▶ [AIM OF THE TASK]
Search the listing below for the string "push" and copy every line where it occurs.

>>>>

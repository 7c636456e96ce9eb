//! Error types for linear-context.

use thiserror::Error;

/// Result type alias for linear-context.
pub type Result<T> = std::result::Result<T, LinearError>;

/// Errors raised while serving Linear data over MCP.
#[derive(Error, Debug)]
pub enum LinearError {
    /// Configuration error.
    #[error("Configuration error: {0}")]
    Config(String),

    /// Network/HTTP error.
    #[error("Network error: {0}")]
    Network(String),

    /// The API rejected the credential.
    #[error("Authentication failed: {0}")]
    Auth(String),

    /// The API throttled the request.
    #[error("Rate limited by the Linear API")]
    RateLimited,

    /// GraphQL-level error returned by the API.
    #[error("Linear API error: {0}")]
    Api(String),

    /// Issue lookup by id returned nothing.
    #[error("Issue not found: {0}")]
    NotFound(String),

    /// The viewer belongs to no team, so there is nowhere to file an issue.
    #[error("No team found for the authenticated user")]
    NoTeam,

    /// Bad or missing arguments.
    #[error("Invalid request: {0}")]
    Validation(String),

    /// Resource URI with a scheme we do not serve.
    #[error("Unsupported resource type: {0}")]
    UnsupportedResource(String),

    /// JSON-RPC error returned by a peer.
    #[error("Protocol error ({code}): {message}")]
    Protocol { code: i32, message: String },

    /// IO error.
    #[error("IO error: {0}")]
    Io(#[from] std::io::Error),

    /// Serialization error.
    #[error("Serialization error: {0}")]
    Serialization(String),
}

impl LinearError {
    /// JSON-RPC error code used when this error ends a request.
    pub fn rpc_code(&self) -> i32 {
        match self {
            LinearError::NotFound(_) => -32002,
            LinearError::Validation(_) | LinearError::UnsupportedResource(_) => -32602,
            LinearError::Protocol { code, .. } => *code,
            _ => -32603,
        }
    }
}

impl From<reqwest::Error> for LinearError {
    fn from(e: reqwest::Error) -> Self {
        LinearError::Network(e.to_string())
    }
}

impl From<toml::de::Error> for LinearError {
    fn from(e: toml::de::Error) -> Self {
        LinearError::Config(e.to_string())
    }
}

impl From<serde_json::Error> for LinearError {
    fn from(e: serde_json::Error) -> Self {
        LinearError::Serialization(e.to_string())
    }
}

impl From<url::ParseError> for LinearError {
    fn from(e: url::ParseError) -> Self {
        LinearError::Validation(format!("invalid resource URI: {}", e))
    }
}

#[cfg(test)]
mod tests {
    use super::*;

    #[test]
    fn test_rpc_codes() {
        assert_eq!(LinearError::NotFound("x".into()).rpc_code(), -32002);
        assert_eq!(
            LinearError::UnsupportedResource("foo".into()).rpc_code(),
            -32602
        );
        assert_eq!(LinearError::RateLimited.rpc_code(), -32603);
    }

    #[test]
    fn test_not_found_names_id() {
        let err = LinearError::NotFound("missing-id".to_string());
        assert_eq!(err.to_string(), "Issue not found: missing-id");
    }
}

<<<<
>>>>

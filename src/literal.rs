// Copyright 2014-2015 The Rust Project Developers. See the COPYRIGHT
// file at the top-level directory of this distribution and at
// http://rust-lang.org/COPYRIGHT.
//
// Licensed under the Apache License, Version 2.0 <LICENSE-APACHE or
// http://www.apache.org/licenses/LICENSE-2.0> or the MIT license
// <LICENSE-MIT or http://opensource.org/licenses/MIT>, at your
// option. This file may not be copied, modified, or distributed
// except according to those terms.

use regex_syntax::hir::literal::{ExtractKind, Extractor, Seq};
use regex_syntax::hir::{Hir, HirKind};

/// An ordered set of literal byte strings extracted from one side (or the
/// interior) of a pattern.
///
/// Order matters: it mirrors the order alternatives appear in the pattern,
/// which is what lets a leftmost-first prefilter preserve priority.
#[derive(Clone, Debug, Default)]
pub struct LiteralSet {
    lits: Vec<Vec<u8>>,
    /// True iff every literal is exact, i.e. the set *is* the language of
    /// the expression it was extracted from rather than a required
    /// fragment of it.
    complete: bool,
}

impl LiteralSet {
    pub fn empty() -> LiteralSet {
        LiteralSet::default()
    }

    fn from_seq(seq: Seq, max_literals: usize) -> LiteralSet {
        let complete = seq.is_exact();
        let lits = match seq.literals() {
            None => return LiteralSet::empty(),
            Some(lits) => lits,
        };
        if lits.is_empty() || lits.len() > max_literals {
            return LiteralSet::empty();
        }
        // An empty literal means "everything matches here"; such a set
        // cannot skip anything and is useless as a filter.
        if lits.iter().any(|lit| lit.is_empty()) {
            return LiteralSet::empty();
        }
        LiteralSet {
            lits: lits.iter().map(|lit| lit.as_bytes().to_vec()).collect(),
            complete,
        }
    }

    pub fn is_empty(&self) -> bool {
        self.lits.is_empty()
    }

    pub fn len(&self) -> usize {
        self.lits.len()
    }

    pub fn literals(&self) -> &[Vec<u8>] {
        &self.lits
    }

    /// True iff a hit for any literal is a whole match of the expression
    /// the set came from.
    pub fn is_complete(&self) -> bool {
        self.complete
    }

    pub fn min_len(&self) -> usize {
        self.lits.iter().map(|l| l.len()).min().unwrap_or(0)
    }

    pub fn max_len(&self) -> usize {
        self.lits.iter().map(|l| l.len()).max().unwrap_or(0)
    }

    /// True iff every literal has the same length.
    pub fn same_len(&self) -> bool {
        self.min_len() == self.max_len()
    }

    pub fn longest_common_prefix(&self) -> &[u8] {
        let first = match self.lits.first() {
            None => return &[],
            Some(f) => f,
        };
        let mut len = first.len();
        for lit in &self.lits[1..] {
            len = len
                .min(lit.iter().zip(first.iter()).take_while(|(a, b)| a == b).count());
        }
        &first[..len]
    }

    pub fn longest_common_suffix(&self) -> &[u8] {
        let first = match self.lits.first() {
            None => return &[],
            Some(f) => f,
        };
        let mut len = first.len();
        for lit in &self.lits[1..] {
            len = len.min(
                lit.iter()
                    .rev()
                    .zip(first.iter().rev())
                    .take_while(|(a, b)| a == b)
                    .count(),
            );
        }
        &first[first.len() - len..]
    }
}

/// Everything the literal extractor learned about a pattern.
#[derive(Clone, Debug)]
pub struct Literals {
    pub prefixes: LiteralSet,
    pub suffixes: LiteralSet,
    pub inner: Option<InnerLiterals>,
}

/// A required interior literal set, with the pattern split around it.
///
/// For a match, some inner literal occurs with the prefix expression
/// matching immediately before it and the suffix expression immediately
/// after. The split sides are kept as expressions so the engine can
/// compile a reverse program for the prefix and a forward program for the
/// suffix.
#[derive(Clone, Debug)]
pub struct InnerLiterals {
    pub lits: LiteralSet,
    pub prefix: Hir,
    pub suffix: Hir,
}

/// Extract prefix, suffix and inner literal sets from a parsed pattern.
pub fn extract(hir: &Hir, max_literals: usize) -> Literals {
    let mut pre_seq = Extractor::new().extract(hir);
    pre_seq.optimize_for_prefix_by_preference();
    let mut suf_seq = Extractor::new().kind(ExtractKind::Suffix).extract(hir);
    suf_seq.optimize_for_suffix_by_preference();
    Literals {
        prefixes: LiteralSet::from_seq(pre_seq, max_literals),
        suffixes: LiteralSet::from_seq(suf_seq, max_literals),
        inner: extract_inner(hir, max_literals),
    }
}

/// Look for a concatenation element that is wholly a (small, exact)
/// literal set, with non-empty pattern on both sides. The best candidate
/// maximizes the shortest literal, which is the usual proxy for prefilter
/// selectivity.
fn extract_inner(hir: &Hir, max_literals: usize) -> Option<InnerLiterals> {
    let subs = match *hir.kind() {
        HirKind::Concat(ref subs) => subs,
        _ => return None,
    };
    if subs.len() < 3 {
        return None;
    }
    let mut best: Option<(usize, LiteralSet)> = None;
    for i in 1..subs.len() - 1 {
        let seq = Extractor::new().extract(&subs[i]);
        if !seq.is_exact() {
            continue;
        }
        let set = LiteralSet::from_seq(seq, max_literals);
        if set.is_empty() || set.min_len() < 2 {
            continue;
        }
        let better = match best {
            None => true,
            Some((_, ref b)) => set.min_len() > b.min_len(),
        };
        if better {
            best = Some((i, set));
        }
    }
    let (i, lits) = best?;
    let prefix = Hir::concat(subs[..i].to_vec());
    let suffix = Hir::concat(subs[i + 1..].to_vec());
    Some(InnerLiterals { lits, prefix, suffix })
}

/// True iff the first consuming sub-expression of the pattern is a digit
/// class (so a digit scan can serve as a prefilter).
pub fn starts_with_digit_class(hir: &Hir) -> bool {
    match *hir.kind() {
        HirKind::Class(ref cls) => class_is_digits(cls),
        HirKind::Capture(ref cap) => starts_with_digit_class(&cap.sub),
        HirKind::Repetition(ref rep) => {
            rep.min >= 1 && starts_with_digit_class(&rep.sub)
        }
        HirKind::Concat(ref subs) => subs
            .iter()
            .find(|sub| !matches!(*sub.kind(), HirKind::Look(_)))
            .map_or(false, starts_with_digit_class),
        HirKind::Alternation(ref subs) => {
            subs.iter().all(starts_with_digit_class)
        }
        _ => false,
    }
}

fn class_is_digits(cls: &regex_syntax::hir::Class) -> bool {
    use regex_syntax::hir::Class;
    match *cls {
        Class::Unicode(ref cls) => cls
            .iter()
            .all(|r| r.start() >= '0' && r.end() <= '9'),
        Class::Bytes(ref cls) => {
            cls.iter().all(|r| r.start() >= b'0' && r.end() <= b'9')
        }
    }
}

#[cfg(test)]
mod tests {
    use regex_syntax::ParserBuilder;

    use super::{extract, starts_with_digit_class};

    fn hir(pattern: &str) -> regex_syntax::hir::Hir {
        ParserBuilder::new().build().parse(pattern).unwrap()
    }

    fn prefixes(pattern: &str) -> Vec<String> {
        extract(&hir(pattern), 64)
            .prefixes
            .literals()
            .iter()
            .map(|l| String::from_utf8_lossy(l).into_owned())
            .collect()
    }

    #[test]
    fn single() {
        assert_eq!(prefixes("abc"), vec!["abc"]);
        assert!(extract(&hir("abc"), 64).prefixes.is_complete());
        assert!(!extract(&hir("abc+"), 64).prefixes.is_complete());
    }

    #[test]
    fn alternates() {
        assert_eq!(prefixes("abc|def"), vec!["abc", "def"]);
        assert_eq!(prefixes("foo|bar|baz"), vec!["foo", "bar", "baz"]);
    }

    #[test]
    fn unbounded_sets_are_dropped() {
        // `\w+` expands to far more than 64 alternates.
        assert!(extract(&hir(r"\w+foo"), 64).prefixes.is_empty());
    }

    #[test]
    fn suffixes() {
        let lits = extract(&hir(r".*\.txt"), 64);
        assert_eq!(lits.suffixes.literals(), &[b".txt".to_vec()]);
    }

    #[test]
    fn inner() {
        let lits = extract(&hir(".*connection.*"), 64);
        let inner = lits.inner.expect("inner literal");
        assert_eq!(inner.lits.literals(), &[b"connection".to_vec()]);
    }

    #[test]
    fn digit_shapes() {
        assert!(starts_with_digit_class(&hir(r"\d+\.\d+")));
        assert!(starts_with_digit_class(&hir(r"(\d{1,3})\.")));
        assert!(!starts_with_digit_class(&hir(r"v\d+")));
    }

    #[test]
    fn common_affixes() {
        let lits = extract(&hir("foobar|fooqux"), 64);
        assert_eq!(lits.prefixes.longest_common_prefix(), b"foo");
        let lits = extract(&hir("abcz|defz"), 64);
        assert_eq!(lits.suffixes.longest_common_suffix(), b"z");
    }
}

<<<<
>>>>

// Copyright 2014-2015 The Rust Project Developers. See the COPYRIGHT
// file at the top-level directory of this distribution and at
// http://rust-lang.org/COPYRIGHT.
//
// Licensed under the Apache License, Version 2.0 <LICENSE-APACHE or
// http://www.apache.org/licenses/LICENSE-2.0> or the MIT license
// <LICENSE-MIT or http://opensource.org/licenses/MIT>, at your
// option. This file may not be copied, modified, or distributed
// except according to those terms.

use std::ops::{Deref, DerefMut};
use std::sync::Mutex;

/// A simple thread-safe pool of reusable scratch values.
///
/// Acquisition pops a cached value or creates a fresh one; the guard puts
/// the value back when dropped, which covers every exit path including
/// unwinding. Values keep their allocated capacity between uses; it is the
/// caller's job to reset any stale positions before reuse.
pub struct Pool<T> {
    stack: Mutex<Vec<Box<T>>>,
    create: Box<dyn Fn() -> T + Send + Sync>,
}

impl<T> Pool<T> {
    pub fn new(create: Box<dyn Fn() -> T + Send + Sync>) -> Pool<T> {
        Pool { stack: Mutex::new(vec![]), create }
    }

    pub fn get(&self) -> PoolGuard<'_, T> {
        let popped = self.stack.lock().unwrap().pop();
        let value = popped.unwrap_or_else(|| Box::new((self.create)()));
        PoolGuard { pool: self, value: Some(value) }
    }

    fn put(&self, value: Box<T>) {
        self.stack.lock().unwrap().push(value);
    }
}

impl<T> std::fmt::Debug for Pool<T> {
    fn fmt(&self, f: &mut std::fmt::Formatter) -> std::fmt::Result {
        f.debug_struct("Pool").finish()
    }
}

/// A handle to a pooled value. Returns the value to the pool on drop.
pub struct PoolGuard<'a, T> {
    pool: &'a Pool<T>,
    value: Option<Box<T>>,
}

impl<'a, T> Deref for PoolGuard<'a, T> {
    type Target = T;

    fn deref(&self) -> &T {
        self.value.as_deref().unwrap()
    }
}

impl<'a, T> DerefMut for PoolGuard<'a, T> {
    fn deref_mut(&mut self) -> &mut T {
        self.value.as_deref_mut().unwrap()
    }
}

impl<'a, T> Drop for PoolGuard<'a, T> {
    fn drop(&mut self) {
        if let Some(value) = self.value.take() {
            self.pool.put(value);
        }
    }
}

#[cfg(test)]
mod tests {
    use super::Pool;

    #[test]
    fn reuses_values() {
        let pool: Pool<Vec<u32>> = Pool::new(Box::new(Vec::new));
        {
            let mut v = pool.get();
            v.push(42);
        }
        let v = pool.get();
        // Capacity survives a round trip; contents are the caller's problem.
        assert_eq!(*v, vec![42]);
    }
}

<<<<

▶ [PROBLEM SOLUTION]
        self.stack.lock().unwrap().push(value);
            v.push(42);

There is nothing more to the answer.